The web frontend uses the Java Transport API to communicate with Elasticsearch. Every query is first run as a basic filtered Boolean query with AND semantics without expensive operations like proximity, phrasal search, or fuzzy matching. Each shard tries to find up to 70,000 results and then rescores the top-400 results per shard (parameters determined in pilot experiments) with a more complex query, taking into account many more factors (e.g., proximity boosting, additional boosts for Wikipedia articles or home pages, potential penalties for other factors, etc.). Results from the same website are visually grouped and potentially reordered.

Table 1 shows key figures of Elastic ChatNoir and its underlying hardware. Shards are distributed across 8 hard disks per data node. Search efficiency is optimized by continuous “warming,” using the AOL log. This way, Elasticsearch’s node query and request caches are populated, and important parts of the index are served primarily from the host systems’ page cache, guaranteeing fast response times in the order of a few hundred milliseconds for most real-world queries. “Cold” index regions (e.g., non-English queries) are of course slower. The nodes are deployed as Docker containers with different configurations for data and master roles and monitored with Check_MK and Kibana+X-Pack.

Table 1. Key figures of Elastic ChatNoir. Corpora include the ClueWeb09 (cw09), the ClueWeb12 (cw12), and the Common Crawl 11/2015 (cc1511).

Finally, our system comes with a powerful API, accessible with API keys with adjustable quota and access restrictions. Usage of the API and the web interface are logged, allowing for post hoc analyses of user studies on a per-subject basis. API keys are issued for free to interested research parties. All of the above, including code, configuration, and documentation is available open source in our public GitHub repository.

Table 2. Evaluation results for the TREC Web track as ERR@20/nDCG@20 scores [3, 4].

4 Evaluation

We evaluated ChatNoir’s search effectiveness on the TREC Web tracks of 2013 and 2014 which used the ClueWeb12. One run was conducted using ChatNoir “out of the box,” with default parameters, and another run with field weights optimized against previous TREC Web tracks. Table 2 compares our results to a selection of other participants: the default parameters yield a medium rank (though still above the baselines Terrier and Indri), whereas with parameter optimization the performance can be substantially boosted (main optimization criterion was to considerably increase the importance of title matches compared to matches in the text body or other fields).

5 Conclusion

With Elastic ChatNoir, we provide a modern Elasticsearch-based retrieval system for important reference corpora like the ClueWebs and the Common Crawl. ChatNoir is freely available and features a powerful API. In its current version, ChatNoir uses the BM25 retrieval model and achieves subsecond answer times that are similar to commercial search engines, while offering a reasonable retrieval effectiveness as demonstrated by TREC experiments.

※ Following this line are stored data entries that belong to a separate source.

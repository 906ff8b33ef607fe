//! Consecutive-day journaling streaks.
//!
//! A **streak** counts consecutive calendar days with at least one journal
//! entry. It advances once per day, survives same-day entries, and restarts
//! at 1 after a missed day.
//!
//! # Operations
//!
//! - [`advance`] applies one journal entry to a record
//! - [`status`] classifies a record against today without changing it
//! - [`rebuild`] recomputes streaks from a complete list of entry days

use chrono::NaiveDate;
use serde::Serialize;
use tracing::{debug, warn};

use crate::progress::UserProgress;
use crate::types::StoredDate;

/// What a journal entry did to the streak.
#[derive(Clone, Copy, Debug, PartialEq, Eq, Serialize)]
#[serde(tag = "kind", rename_all = "snake_case")]
pub enum StreakChange {
    /// First streak-qualifying entry ever.
    Started,
    /// Entry on the day after the last one.
    Continued,
    /// Another entry on an already-counted day.
    SameDay,
    /// The chain was broken (missed day or unreadable stored date).
    Reset {
        /// Streak before the reset.
        previous: u32,
    },
    /// Entry dated before the last counted day; ignored.
    OutOfOrder,
}

/// Applies a journal entry made on `today` to the streak fields.
///
/// An unparsable stored date counts as a broken streak. An entry dated
/// before `last_entry_date` leaves the streak and the date alone.
pub fn advance(progress: &mut UserProgress, today: NaiveDate) -> StreakChange {
    let previous = progress.current_streak;

    let change = match &progress.last_entry_date {
        None => StreakChange::Started,
        Some(StoredDate::Unparsable(raw)) => {
            warn!(stored = %raw, "Unparsable last entry date, resetting streak");
            StreakChange::Reset { previous }
        }
        Some(StoredDate::Day(last)) => match (today - *last).num_days() {
            0 => StreakChange::SameDay,
            1 => StreakChange::Continued,
            gap if gap < 0 => {
                debug!(%today, last = %last, "Entry predates last counted day");
                return StreakChange::OutOfOrder;
            }
            _ => StreakChange::Reset { previous },
        },
    };

    progress.current_streak = match change {
        StreakChange::Continued => previous.saturating_add(1),
        StreakChange::SameDay => previous.max(1),
        _ => 1,
    };
    progress.longest_streak = progress.longest_streak.max(progress.current_streak);
    progress.last_entry_date = Some(StoredDate::Day(today));

    debug!(
        ?change,
        current_streak = progress.current_streak,
        longest_streak = progress.longest_streak,
        "Streak updated"
    );
    change
}

/// Where a user's streak stands today.
#[derive(Clone, Copy, Debug, PartialEq, Eq, Serialize)]
#[serde(tag = "status", rename_all = "snake_case")]
pub enum StreakStatus {
    /// No usable last entry date, or no streak yet.
    NoStreak,
    /// Already journaled today.
    Safe {
        /// Streak including today.
        current_streak: u32,
    },
    /// Last entry was yesterday; journaling today keeps the streak.
    AtRisk {
        /// Streak that would be lost.
        current_streak: u32,
    },
    /// At least one full day was missed.
    Broken {
        /// Streak that was lost.
        previous_streak: u32,
    },
}

impl StreakStatus {
    /// Short reminder text for the UI, if there is something to say.
    pub fn reminder(&self) -> Option<String> {
        match self {
            Self::AtRisk { current_streak } => Some(format!(
                "Your {}-day streak is at risk! Write a journal entry today to keep it going.",
                current_streak
            )),
            Self::Broken { previous_streak } if *previous_streak > 1 => Some(format!(
                "Your {}-day streak ended. Start a new one today!",
                previous_streak
            )),
            _ => None,
        }
    }
}

/// Classifies the streak on `today`. Read-only.
pub fn status(progress: &UserProgress, today: NaiveDate) -> StreakStatus {
    let Some(last) = progress.last_entry_day() else {
        return StreakStatus::NoStreak;
    };

    if progress.current_streak == 0 {
        return StreakStatus::NoStreak;
    }

    match (today - last).num_days() {
        gap if gap <= 0 => StreakStatus::Safe {
            current_streak: progress.current_streak,
        },
        1 => StreakStatus::AtRisk {
            current_streak: progress.current_streak,
        },
        _ => StreakStatus::Broken {
            previous_streak: progress.current_streak,
        },
    }
}

/// Streak values recomputed from an entry history.
#[derive(Clone, Copy, Debug, Default, PartialEq, Eq)]
pub struct RebuiltStreak {
    /// Run ending at the latest day, or 0 if that day is older than yesterday.
    pub current: u32,
    /// Longest run anywhere in the history.
    pub longest: u32,
    /// Latest entry day.
    pub last: Option<NaiveDate>,
}

/// Recomputes streaks from every day the user journaled.
///
/// Order and duplicates in `days` do not matter.
pub fn rebuild(days: &[NaiveDate], today: NaiveDate) -> RebuiltStreak {
    let mut days = days.to_vec();
    days.sort_unstable();
    days.dedup();

    let Some(&last) = days.last() else {
        return RebuiltStreak::default();
    };

    let mut run: u32 = 0;
    let mut longest: u32 = 0;
    let mut prev: Option<NaiveDate> = None;
    for day in days {
        run = match prev {
            Some(p) if (day - p).num_days() == 1 => run.saturating_add(1),
            _ => 1,
        };
        longest = longest.max(run);
        prev = Some(day);
    }

    let current = if (today - last).num_days() <= 1 { run } else { 0 };

    RebuiltStreak {
        current,
        longest,
        last: Some(last),
    }
}
//! Core type definitions for user identifiers, timestamps and calendar days.

use std::fmt;

use chrono::NaiveDate;
use serde::{Deserialize, Serialize};

/// User identifier.
///
/// The web app uses integer primary keys, but the engine treats the id as an
/// opaque string so it can key both the redb table and per-user file names.
///
/// # Example
/// ```
/// use teddy_progress::UserId;
///
/// let id = UserId::new("42");
/// assert_eq!(id.as_str(), "42");
/// ```
#[derive(Clone, Debug, PartialEq, Eq, PartialOrd, Ord, Hash, Serialize, Deserialize)]
pub struct UserId(pub String);

impl UserId {
    /// Creates a user id from anything string-like.
    pub fn new(id: impl Into<String>) -> Self {
        Self(id.into())
    }

    /// Returns the id as a string slice.
    pub fn as_str(&self) -> &str {
        &self.0
    }

    /// Returns true if the id is safe to use as a file stem
    /// (ASCII letters, digits, `-` and `_` only).
    pub fn is_file_safe(&self) -> bool {
        !self.0.is_empty()
            && self
                .0
                .bytes()
                .all(|b| b.is_ascii_alphanumeric() || b == b'-' || b == b'_')
    }
}

impl From<u64> for UserId {
    fn from(id: u64) -> Self {
        Self(id.to_string())
    }
}

impl From<&str> for UserId {
    fn from(id: &str) -> Self {
        Self(id.to_string())
    }
}

impl fmt::Display for UserId {
    fn fmt(&self, f: &mut fmt::Formatter<'_>) -> fmt::Result {
        write!(f, "{}", self.0)
    }
}

/// Unix timestamp in milliseconds.
///
/// Used for the XP audit trail and database metadata. Calendar logic
/// (streaks, earned dates) works on [`NaiveDate`] instead.
#[derive(Clone, Copy, Debug, PartialEq, Eq, PartialOrd, Ord, Hash, Serialize, Deserialize)]
pub struct Timestamp(pub i64);

impl Timestamp {
    /// Creates a timestamp for the current moment.
    ///
    /// If the system clock is before the Unix epoch, returns a timestamp of
    /// 0 (epoch) rather than panicking.
    #[inline]
    pub fn now() -> Self {
        use std::time::{SystemTime, UNIX_EPOCH};
        let duration = SystemTime::now()
            .duration_since(UNIX_EPOCH)
            .unwrap_or_default();
        Self(duration.as_millis() as i64)
    }

    /// Creates a timestamp from Unix milliseconds.
    #[inline]
    pub const fn from_millis(millis: i64) -> Self {
        Self(millis)
    }

    /// Returns the timestamp as Unix milliseconds.
    #[inline]
    pub const fn as_millis(&self) -> i64 {
        self.0
    }
}

impl fmt::Display for Timestamp {
    fn fmt(&self, f: &mut fmt::Formatter<'_>) -> fmt::Result {
        write!(f, "{}", self.0)
    }
}

/// Storage format for `last_entry_date` and `last_login_date`.
pub const STORED_DATE_FORMAT: &str = "%Y-%m-%d";

/// Display format for earned-badge dates ("May 04, 2025").
pub const EARNED_DATE_FORMAT: &str = "%B %d, %Y";

/// Formats a day the way earned-badge dates are shown to users.
#[inline]
pub fn format_earned_date(day: NaiveDate) -> String {
    day.format(EARNED_DATE_FORMAT).to_string()
}

/// A calendar day as persisted in a progress record.
///
/// Persisted records may hold anything in a date field (older app versions,
/// hand edits), so a value that does not parse is kept verbatim instead of
/// failing the whole record. Callers decide what an unparsable day means.
#[derive(Clone, Debug, PartialEq, Eq, Serialize, Deserialize)]
#[serde(from = "String", into = "String")]
pub enum StoredDate {
    /// A valid calendar day.
    Day(NaiveDate),
    /// The raw stored text, which is not a `YYYY-MM-DD` date.
    Unparsable(String),
}

impl StoredDate {
    /// Returns the day if the stored value parsed.
    #[inline]
    pub fn day(&self) -> Option<NaiveDate> {
        match self {
            Self::Day(day) => Some(*day),
            Self::Unparsable(_) => None,
        }
    }
}

impl From<NaiveDate> for StoredDate {
    fn from(day: NaiveDate) -> Self {
        Self::Day(day)
    }
}

impl From<String> for StoredDate {
    fn from(raw: String) -> Self {
        match NaiveDate::parse_from_str(raw.trim(), STORED_DATE_FORMAT) {
            Ok(day) => Self::Day(day),
            Err(_) => Self::Unparsable(raw),
        }
    }
}

impl From<StoredDate> for String {
    fn from(date: StoredDate) -> Self {
        match date {
            StoredDate::Day(day) => day.format(STORED_DATE_FORMAT).to_string(),
            StoredDate::Unparsable(raw) => raw,
        }
    }
}

#[cfg(test)]
mod tests {
    use super::*;

    fn day(y: i32, m: u32, d: u32) -> NaiveDate {
        NaiveDate::from_ymd_opt(y, m, d).unwrap()
    }

    #[test]
    fn test_user_id_display_and_from() {
        let id: UserId = 42u64.into();
        assert_eq!(id.to_string(), "42");
        assert_eq!(UserId::from("abc"), UserId::new("abc"));
    }

    #[test]
    fn test_user_id_file_safety() {
        assert!(UserId::new("user_42-a").is_file_safe());
        assert!(!UserId::new("").is_file_safe());
        assert!(!UserId::new("../etc/passwd").is_file_safe());
        assert!(!UserId::new("a b").is_file_safe());
    }

    #[test]
    fn test_timestamp_ordering() {
        let t1 = Timestamp::from_millis(1000);
        let t2 = Timestamp::from_millis(2000);
        assert!(t1 < t2);
        assert_eq!(t1.as_millis(), 1000);
    }

    #[test]
    fn test_timestamp_now_is_positive() {
        assert!(Timestamp::now().as_millis() > 0);
    }

    #[test]
    fn test_earned_date_format() {
        assert_eq!(format_earned_date(day(2025, 5, 4)), "May 04, 2025");
        assert_eq!(format_earned_date(day(2024, 12, 31)), "December 31, 2024");
    }

    #[test]
    fn test_stored_date_parses_iso_day() {
        let stored = StoredDate::from("2025-05-04".to_string());
        assert_eq!(stored.day(), Some(day(2025, 5, 4)));
        assert_eq!(String::from(stored), "2025-05-04");
    }

    #[test]
    fn test_stored_date_keeps_garbage_verbatim() {
        let stored = StoredDate::from("yesterday-ish".to_string());
        assert_eq!(stored.day(), None);
        assert_eq!(String::from(stored), "yesterday-ish");
    }

    #[test]
    fn test_stored_date_json() {
        let stored = StoredDate::Day(day(2025, 1, 9));
        let json = serde_json::to_string(&stored).unwrap();
        assert_eq!(json, "\"2025-01-09\"");

        let back: StoredDate = serde_json::from_str("\"05/04/2025\"").unwrap();
        assert_eq!(back, StoredDate::Unparsable("05/04/2025".to_string()));
    }
}
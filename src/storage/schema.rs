//! Database schema definitions and versioning.
//!
//! This module defines the table structure for the redb storage engine
//! and the limits every backend enforces.
//!
//! # Schema Versioning
//!
//! The schema version is stored with the database metadata. When opening an
//! existing database, we check the version and fail if it doesn't match.
//!
//! # Table Layout
//!
//! ```text
//! ┌─────────────────────────────────────────────────────────────┐
//! │ METADATA_TABLE                                               │
//! │   Key: &str                                                  │
//! │   Value: &[u8] (bincode)                                     │
//! │   Entries: "db_metadata" -> DatabaseMetadata                 │
//! └─────────────────────────────────────────────────────────────┘
//!
//! ┌─────────────────────────────────────────────────────────────┐
//! │ PROGRESS_TABLE                                               │
//! │   Key: &str (user id)                                        │
//! │   Value: &[u8] (JSON-encoded UserProgress)                   │
//! └─────────────────────────────────────────────────────────────┘
//! ```
//!
//! Progress values are JSON rather than bincode so that records can be
//! exported to (and imported from) the per-user file layout unchanged, and
//! so that the tolerant decoder can salvage partially valid records.

use redb::TableDefinition;
use serde::{Deserialize, Serialize};

use crate::types::Timestamp;

/// Current schema version.
///
/// Increment this when making breaking changes to the schema.
/// The database will refuse to open if versions don't match.
pub const SCHEMA_VERSION: u32 = 1;

/// Maximum length of a user id in bytes.
pub const MAX_USER_ID_LENGTH: usize = 255;

/// Maximum length of an XP reason in bytes.
pub const MAX_REASON_LENGTH: usize = 256;

/// Maximum size of one encoded progress record (1 MB).
pub const MAX_RECORD_SIZE: usize = 1024 * 1024;

// ============================================================================
// Table Definitions
// ============================================================================

/// Metadata table for database-level information.
pub const METADATA_TABLE: TableDefinition<&str, &[u8]> = TableDefinition::new("metadata");

/// Progress table.
///
/// Key: user id
/// Value: JSON-encoded UserProgress
pub const PROGRESS_TABLE: TableDefinition<&str, &[u8]> = TableDefinition::new("progress");

// ============================================================================
// Database Metadata
// ============================================================================

/// Database metadata.
///
/// Serialized with bincode under the key "db_metadata" by the redb backend,
/// and as JSON in `.metadata.json` by the file backend.
#[derive(Clone, Debug, Serialize, Deserialize)]
pub struct DatabaseMetadata {
    /// Schema version for compatibility checking.
    pub schema_version: u32,

    /// Timestamp when the database was created.
    pub created_at: Timestamp,

    /// Last time the database was opened (updated on each open).
    pub last_opened_at: Timestamp,
}

impl DatabaseMetadata {
    /// Creates new metadata for a fresh database.
    pub fn new() -> Self {
        let now = Timestamp::now();
        Self {
            schema_version: SCHEMA_VERSION,
            created_at: now,
            last_opened_at: now,
        }
    }

    /// Updates the last_opened_at timestamp.
    pub fn touch(&mut self) {
        self.last_opened_at = Timestamp::now();
    }

    /// Checks if this metadata is compatible with the current schema.
    pub fn is_compatible(&self) -> bool {
        self.schema_version == SCHEMA_VERSION
    }
}

impl Default for DatabaseMetadata {
    fn default() -> Self {
        Self::new()
    }
}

In the future, we plan to incorporate further versions of the Common Crawl, so that experiments and user studies with up-to-date web crawls are possible for everyone in a reproducible manner, instead of resorting to commercial search engines as black boxes. Furthermore, we plan to also provide other retrieval models, API functionality of user-defined weighting schemes, and possibly plugin support.